Rapporto di minoranza

Dal canto suo, il rapporto di minoranza, firmato solo da Mariachiara Cotti, sostiene invece con forza l’introduzione del limite di 30 km/h notturno su tutto il territorio di Locarno. Pur riconoscendo gli sforzi già compiuti dal Municipio dal 2021 — zone 30 e asfalto fonoassorbente — la minoranza ribadisce che «la tutela del cittadino non ha limiti» e che i rumori notturni del traffico «esistono realmente» e disturbano la quiete e la salute.
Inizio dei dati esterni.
//! Columnar segment format (§D in SPEC_FULL.md, §6 in spec.md).
//!
//! Each segment is a gzip-compressed JSONL file (one `HistoryRow` per line)
//! with a sidecar footer carrying `{row_count, url_index_offsets, checksum}`.
//! Grounded in the teacher's `debug_logger.rs` rotation path, which already
//! gzips rotated log files with `flate2`; here every segment is written
//! compressed from the start rather than compressed after the fact.

use flate2::read::GzDecoder;
use flate2::write::GzEncoder;
use flate2::Compression;
use serde::{Deserialize, Serialize};
use sha2::{Digest, Sha256};
use std::collections::HashMap;
use std::io::{Read, Write};
use std::path::{Path, PathBuf};

use crate::core::model::{FileHistoryRecord, ProbeResult};

/// A single stored row. Deliberately a plain tagged enum rather than a
/// trait object -- per Design Notes §9, the store is generic over "a row
/// with a url and a timestamp", not over an `Identifiable`/`Timestamped`
/// interface hierarchy.
#[derive(Debug, Clone, Serialize, Deserialize)]
#[serde(tag = "kind")]
pub enum HistoryRow {
    Probe(ProbeResult),
    Content(FileHistoryRecord),
}

impl HistoryRow {
    pub fn url(&self) -> &str {
        match self {
            HistoryRow::Probe(p) => &p.input_url,
            HistoryRow::Content(c) => &c.url,
        }
    }

    /// Epoch milliseconds, used for the strictly-increasing-timestamp
    /// invariant (§3 invariant iii).
    pub fn timestamp_millis(&self) -> i64 {
        match self {
            HistoryRow::Probe(p) => chrono::DateTime::parse_from_rfc3339(&p.timestamp)
                .map(|dt| dt.timestamp_millis())
                .unwrap_or(0),
            HistoryRow::Content(c) => c.timestamp,
        }
    }
}

#[derive(Debug, Clone, Serialize, Deserialize)]
pub struct SegmentFooter {
    pub row_count: usize,
    /// url -> byte offsets (within the *decompressed* JSONL body) of each
    /// line belonging to that url, in file order.
    pub url_index_offsets: HashMap<String, Vec<u64>>,
    /// SHA-256 hex digest of the decompressed JSONL body.
    pub checksum: String,
}

pub fn segment_path(hostname_dir: &Path, segment_id: &str) -> PathBuf {
    hostname_dir.join(format!("{segment_id}.seg.gz"))
}

pub fn footer_path(hostname_dir: &Path, segment_id: &str) -> PathBuf {
    hostname_dir.join(format!("{segment_id}.footer.json"))
}

/// Serialize rows to JSONL, gzip-compress, and write both the segment and
/// its footer. Returns the footer for the caller to fold into the index.
pub fn write_segment(
    hostname_dir: &Path,
    segment_id: &str,
    rows: &[HistoryRow],
) -> std::io::Result<SegmentFooter> {
    std::fs::create_dir_all(hostname_dir)?;

    let mut body = Vec::new();
    let mut url_index_offsets: HashMap<String, Vec<u64>> = HashMap::new();
    for row in rows {
        let offset = body.len() as u64;
        url_index_offsets
            .entry(row.url().to_string())
            .or_default()
            .push(offset);
        let line = serde_json::to_string(row)?;
        body.extend_from_slice(line.as_bytes());
        body.push(b'\n');
    }

    let mut hasher = Sha256::new();
    hasher.update(&body);
    let checksum = hex_encode(&hasher.finalize());

    let mut encoder = GzEncoder::new(Vec::new(), Compression::default());
    encoder.write_all(&body)?;
    let compressed = encoder.finish()?;

    std::fs::write(segment_path(hostname_dir, segment_id), compressed)?;

    let footer = SegmentFooter {
        row_count: rows.len(),
        url_index_offsets,
        checksum,
    };
    std::fs::write(
        footer_path(hostname_dir, segment_id),
        serde_json::to_string_pretty(&footer)?,
    )?;

    Ok(footer)
}

#[derive(Debug, thiserror::Error)]
pub enum SegmentReadError {
    #[error("segment {0} is corrupt (checksum mismatch)")]
    Corrupt(String),
    #[error("io error: {0}")]
    Io(#[from] std::io::Error),
    #[error("decode error: {0}")]
    Decode(#[from] serde_json::Error),
}

/// Read and validate a whole segment, returning its rows in file order.
/// A checksum mismatch quarantines the segment (renamed with a `.corrupt`
/// suffix) so it's never mistaken for valid data again, and the read fails
/// with `SegmentReadError::Corrupt`.
pub fn read_segment(hostname_dir: &Path, segment_id: &str) -> Result<Vec<HistoryRow>, SegmentReadError> {
    let body = decompress_and_verify(hostname_dir, segment_id)?;
    parse_rows(&body)
}

/// Read only the rows for `url`, using the footer's offset index to avoid
/// reparsing the whole segment when it holds many unrelated URLs.
pub fn read_segment_rows_for_url(
    hostname_dir: &Path,
    segment_id: &str,
    url: &str,
) -> Result<Vec<HistoryRow>, SegmentReadError> {
    let footer = load_footer(hostname_dir, segment_id)?;
    let Some(offsets) = footer.url_index_offsets.get(url) else {
        return Ok(Vec::new());
    };
    let body = decompress_and_verify(hostname_dir, segment_id)?;
    let mut rows = Vec::with_capacity(offsets.len());
    for &offset in offsets {
        let slice = &body[offset as usize..];
        let end = slice.iter().position(|&b| b == b'\n').unwrap_or(slice.len());
        let row: HistoryRow = serde_json::from_slice(&slice[..end])?;
        rows.push(row);
    }
    Ok(rows)
}

pub fn load_footer(hostname_dir: &Path, segment_id: &str) -> Result<SegmentFooter, SegmentReadError> {
    let content = std::fs::read_to_string(footer_path(hostname_dir, segment_id))?;
    Ok(serde_json::from_str(&content)?)
}

fn decompress_and_verify(hostname_dir: &Path, segment_id: &str) -> Result<Vec<u8>, SegmentReadError> {
    let footer = load_footer(hostname_dir, segment_id)?;
    let compressed = std::fs::read(segment_path(hostname_dir, segment_id))?;
    let mut decoder = GzDecoder::new(&compressed[..]);
    let mut body = Vec::new();
    decoder.read_to_end(&mut body)?;

    let mut hasher = Sha256::new();
    hasher.update(&body);
    let checksum = hex_encode(&hasher.finalize());
    if checksum != footer.checksum {
        quarantine(hostname_dir, segment_id);
        return Err(SegmentReadError::Corrupt(segment_id.to_string()));
    }
    Ok(body)
}

fn quarantine(hostname_dir: &Path, segment_id: &str) {
    let _ = std::fs::rename(
        segment_path(hostname_dir, segment_id),
        segment_path(hostname_dir, segment_id).with_extension("gz.corrupt"),
    );
    let _ = std::fs::rename(
        footer_path(hostname_dir, segment_id),
        footer_path(hostname_dir, segment_id).with_extension("json.corrupt"),
    );
}

fn parse_rows(body: &[u8]) -> Result<Vec<HistoryRow>, SegmentReadError> {
    let mut rows = Vec::new();
    for line in body.split(|&b| b == b'\n') {
        if line.is_empty() {
            continue;
        }
        rows.push(serde_json::from_slice(line)?);
    }
    Ok(rows)
}

fn hex_encode(bytes: &[u8]) -> String {
    bytes.iter().map(|b| format!("{:02x}", b)).collect()
}

#[cfg(test)]
mod tests {
    use super::*;
    use tempfile::tempdir;

    fn content_row(url: &str, ts: i64, hash: &str) -> HistoryRow {
        HistoryRow::Content(FileHistoryRecord {
            url: url.to_string(),
            timestamp: ts,
            content_hash: hash.to_string(),
            content_type: Some("text/plain".to_string()),
            content: Some(b"hello".to_vec()),
            etag: None,
            last_modified: None,
            content_diff: None,
            extracted_paths: None,
        })
    }

    #[test]
    fn round_trips_rows() {
        let dir = tempdir().unwrap();
        let rows = vec![
            content_row("http://a.example.com/x", 1, "h1"),
            content_row("http://a.example.com/y", 2, "h2"),
        ];
        write_segment(dir.path(), "seg-1", &rows).unwrap();
        let read_back = read_segment(dir.path(), "seg-1").unwrap();
        assert_eq!(read_back.len(), 2);
        assert_eq!(read_back[0].url(), "http://a.example.com/x");
    }

    #[test]
    fn detects_corruption() {
        let dir = tempdir().unwrap();
        let rows = vec![content_row("http://a.example.com/x", 1, "h1")];
        write_segment(dir.path(), "seg-1", &rows).unwrap();

        // Tamper with the footer checksum.
        let mut footer = load_footer(dir.path(), "seg-1").unwrap();
        footer.checksum = "deadbeef".to_string();
        std::fs::write(
            footer_path(dir.path(), "seg-1"),
            serde_json::to_string(&footer).unwrap(),
        )
        .unwrap();

        let err = read_segment(dir.path(), "seg-1").unwrap_err();
        assert!(matches!(err, SegmentReadError::Corrupt(_)));
        assert!(segment_path(dir.path(), "seg-1")
            .with_extension("gz.corrupt")
            .exists());
    }

    #[test]
    fn offset_index_reads_only_target_url() {
        let dir = tempdir().unwrap();
        let rows = vec![
            content_row("http://a.example.com/x", 1, "h1"),
            content_row("http://a.example.com/y", 2, "h2"),
            content_row("http://a.example.com/x", 3, "h3"),
        ];
        write_segment(dir.path(), "seg-1", &rows).unwrap();
        let xs = read_segment_rows_for_url(dir.path(), "seg-1", "http://a.example.com/x").unwrap();
        assert_eq!(xs.len(), 2);
    }
}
Nel rapporto viene citato uno studio dell’OMS secondo cui l’inquinamento acustico provoca in Europa occidentale la perdita di 1,7 milioni di anni di vita all’anno, soprattutto per disturbi del sonno. Secondo Cotti, una velocità più bassa riduce concretamente il rumore (fino a 3 decibel) e ha un effetto dissuasivo verso chi accelera di notte approfittando delle strade libere. La conclusione è politica: votare sì alla mozione significa dare «un segnale forte» a tutela della salute, della quiete notturna e della qualità di vita.